Kepala Bidang (Kabid) Ketahanan Pangan DKP3 Banjarbaru, Wiwin Robiaty menyampaikan, saat ini pihaknya fokus menjaga pasokan dan ketersediaan pangan di lapangan.
Sementara untuk harga komoditas merupakan kewenangan Dinas Perdagangan dan Perindustrian (Disdagperin) Banjarbaru.
“Pemantauan rutin dilakukan di pasar hingga warung tradisional untuk memastikan suplai tetap terjaga. Kami lebih ke produksi dan ketersediaan, untuk harga, itu bukan kewenangan kami,” ucapnya, Selasa (9/12/25).
Meski beberapa harga bahan pangan mengalami kenaikan termasuk cabai itu akibat cuaca ekstrem, serta meningkatnya kebutuhan menjelang hari besar seperti Natal dan Tahun Baru 2026.
“Meningkatnya kebutuhan menjelang Natal, serta momen haul yang memicu lonjakan permintaan,” ujarnya.
Bahkan dari sisi produksi, hasil monitoring DKP3 di lapangan menunjukkan kondisi tanaman cabai di sentra produksi masih baik dan terkendali.
Namun, untuk pengendalian hama menurutnya sedikit terkendala karena cuaca ekstrem membuat petugas pengamat hama sulit turun langsung ke lapangan.
“Cabai nya bagus, tidak cepat busuk.

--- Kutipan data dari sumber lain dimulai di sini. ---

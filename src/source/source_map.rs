//! # Precompiled Source Map
//!
//! The source map is the fast path of source lookup: a `name -> source text`
//! table computed ahead of time so production lookups never touch component
//! files.
//!
//! ## Data File
//!
//! ```json
//! {
//!   "generated_at": "2025-02-05T10:30:00Z",
//!   "components": {
//!     "Skeleton": "\"use client\";\n...",
//!     "SkeletonShowcase": "..."
//!   }
//! }
//! ```
//!
//! [`generate`] builds this file from the registry and the component
//! directories; [`JsonSourceMapFile`] loads it back.

use anyhow::{Context, Result};
use chrono::{DateTime, Utc};
use serde::{Deserialize, Serialize};
use std::collections::{BTreeMap, HashMap};
use std::fs;
use std::path::{Path, PathBuf};
use tracing::{debug, info, warn};
use walkdir::WalkDir;

use crate::source::registry::RegistryEntry;
use crate::source::resolver::SourceResolver;

/// Default location of the generated data file, relative to the project root.
pub const DEFAULT_SOURCE_MAP_PATH: &str = "data/componentSourceMap.json";

/// In-memory `name -> source text` table.
pub type SourceMap = HashMap<String, String>;

/// Supplies the precompiled source map to a resolver.
///
/// Called at most once per resolver until [`SourceResolver::reset`].
pub trait SourceMapProvider: Send + Sync {
    fn load(&self) -> Result<SourceMap>;
}

impl<P: SourceMapProvider + ?Sized> SourceMapProvider for Box<P> {
    fn load(&self) -> Result<SourceMap> {
        (**self).load()
    }
}

/// Serialized form of the source map.
#[derive(Debug, Clone, Serialize, Deserialize)]
pub struct SourceMapFile {
    pub generated_at: DateTime<Utc>,
    /// Sorted so regenerated files diff cleanly
    pub components: BTreeMap<String, String>,
}

impl SourceMapFile {
    /// Load a source map data file.
    pub fn load_from(path: &Path) -> Result<Self> {
        let contents = fs::read_to_string(path)
            .with_context(|| format!("Failed to read source map: {}", path.display()))?;
        let file: Self = serde_json::from_str(&contents)
            .with_context(|| format!("Failed to parse source map: {}", path.display()))?;
        Ok(file)
    }

    /// Write the data file, creating parent directories as needed.
    pub fn save_to(&self, path: &Path) -> Result<()> {
        if let Some(parent) = path.parent() {
            fs::create_dir_all(parent).with_context(|| {
                format!("Failed to create source map directory: {}", parent.display())
            })?;
        }

        let contents =
            serde_json::to_string_pretty(self).context("Failed to serialize source map")?;
        fs::write(path, contents)
            .with_context(|| format!("Failed to write source map: {}", path.display()))?;

        Ok(())
    }
}

/// Loads the source map from a generated JSON data file.
#[derive(Debug, Clone)]
pub struct JsonSourceMapFile {
    path: PathBuf,
}

impl JsonSourceMapFile {
    pub fn new(path: impl Into<PathBuf>) -> Self {
        Self { path: path.into() }
    }
}

impl SourceMapProvider for JsonSourceMapFile {
    fn load(&self) -> Result<SourceMap> {
        let file = SourceMapFile::load_from(&self.path)?;
        Ok(file.components.into_iter().collect())
    }
}

/// A source map that is already in memory.
#[derive(Debug, Clone, Default)]
pub struct StaticSourceMap(pub SourceMap);

impl SourceMapProvider for StaticSourceMap {
    fn load(&self) -> Result<SourceMap> {
        Ok(self.0.clone())
    }
}

/// Build a fresh source map.
///
/// Every registry entry is resolved through the filesystem strategies and
/// stored under its display name. Every `.tsx` file below `component_roots`
/// is stored under its file stem (`components/vui/Skeleton.tsx` ->
/// `Skeleton`), unless an entry already claimed that key.
pub fn generate(
    resolver: &SourceResolver,
    entries: &[RegistryEntry],
    root: &Path,
    component_roots: &[String],
) -> SourceMapFile {
    let mut components = BTreeMap::new();

    for entry in entries {
        match resolver.resolve_from_filesystem(&entry.name) {
            Some(source) => {
                debug!(component = %entry.name, "Captured registry entry");
                components.insert(entry.name.clone(), source);
            }
            None => warn!(component = %entry.name, "No source found for registry entry"),
        }
    }

    for dir in component_roots {
        let dir_path = root.join(dir);
        if !dir_path.is_dir() {
            continue;
        }

        for entry in WalkDir::new(&dir_path)
            .into_iter()
            .filter_map(|e| match e {
                Ok(entry) => Some(entry),
                Err(err) => {
                    warn!(error = %err, "Failed to read directory entry");
                    None
                }
            })
        {
            let path = entry.path();
            if !path.is_file() || path.extension().and_then(|e| e.to_str()) != Some("tsx") {
                continue;
            }
            let Some(stem) = path.file_stem().and_then(|s| s.to_str()) else {
                continue;
            };
            if components.contains_key(stem) {
                continue;
            }

            match fs::read_to_string(path) {
                Ok(source) => {
                    components.insert(stem.to_string(), source);
                }
                Err(err) => warn!(path = %path.display(), error = %err, "Failed to read component"),
            }
        }
    }

    info!(count = components.len(), "Generated source map");

    SourceMapFile {
        generated_at: Utc::now(),
        components,
    }
}

#[cfg(test)]
mod tests {
    use super::*;
    use tempfile::TempDir;

    #[test]
    fn test_save_to_load_from_roundtrip() {
        let temp_dir = TempDir::new().unwrap();
        let path = temp_dir.path().join("data").join("map.json");

        let mut components = BTreeMap::new();
        components.insert("Skeleton".to_string(), "export function Skeleton() {}".to_string());
        let file = SourceMapFile {
            generated_at: Utc::now(),
            components,
        };

        file.save_to(&path).unwrap();
        let loaded = SourceMapFile::load_from(&path).unwrap();
        assert_eq!(loaded.components, file.components);
    }

    #[test]
    fn test_json_provider_missing_file_is_error() {
        let temp_dir = TempDir::new().unwrap();
        let provider = JsonSourceMapFile::new(temp_dir.path().join("missing.json"));
        assert!(provider.load().is_err());
    }

    #[test]
    fn test_json_provider_invalid_json_is_error() {
        let temp_dir = TempDir::new().unwrap();
        let path = temp_dir.path().join("map.json");
        fs::write(&path, "{ not json").unwrap();

        let provider = JsonSourceMapFile::new(&path);
        assert!(provider.load().is_err());
    }

    #[test]
    fn test_json_provider_loads_components() {
        let temp_dir = TempDir::new().unwrap();
        let path = temp_dir.path().join("map.json");
        fs::write(
            &path,
            r#"{"generated_at":"2025-02-05T10:30:00Z","components":{"Card":"card source"}}"#,
        )
        .unwrap();

        let map = JsonSourceMapFile::new(&path).load().unwrap();
        assert_eq!(map.len(), 1);
        assert_eq!(map["Card"], "card source");
    }

    #[test]
    fn test_static_provider() {
        let mut map = SourceMap::new();
        map.insert("A".to_string(), "a".to_string());
        let provider = StaticSourceMap(map);
        assert_eq!(provider.load().unwrap()["A"], "a");
    }
}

Kalaupun ada yang terdampak hama, itu tidak merata. Cuaca yang paling berpengaruh,” katanya.
Meski demikian, Ia memastikan ketersediaan beras, jagung, bawang merah, bawang putih, cabai besar, cabai rawit, daging sapi, daging ayam, telur ayam, gula pasir, hingga minyak goreng dalam kondisi aman untuk memenuhi kebutuhan masyarakat Banjarbaru selama satu minggu ke depan.
“Kami bisa menjamin ketersediaannya. Yang tidak bisa kami kendalikan adalah harga, karena itu bergerak sesuai dinamika pasar dan biaya produksi,” tuturnya.
Di sisi lain, cadangan pangan Pemerintah ada 40 ton melalui Bulog juga tersedia dan siap digunakan jika diperlukan.
“Untuk komoditas beras kita pastikan stok masih aman. Selain berasal dari produksi lokal, suplai juga datang dari luar daerah, seperti Jawa,” tutupnya.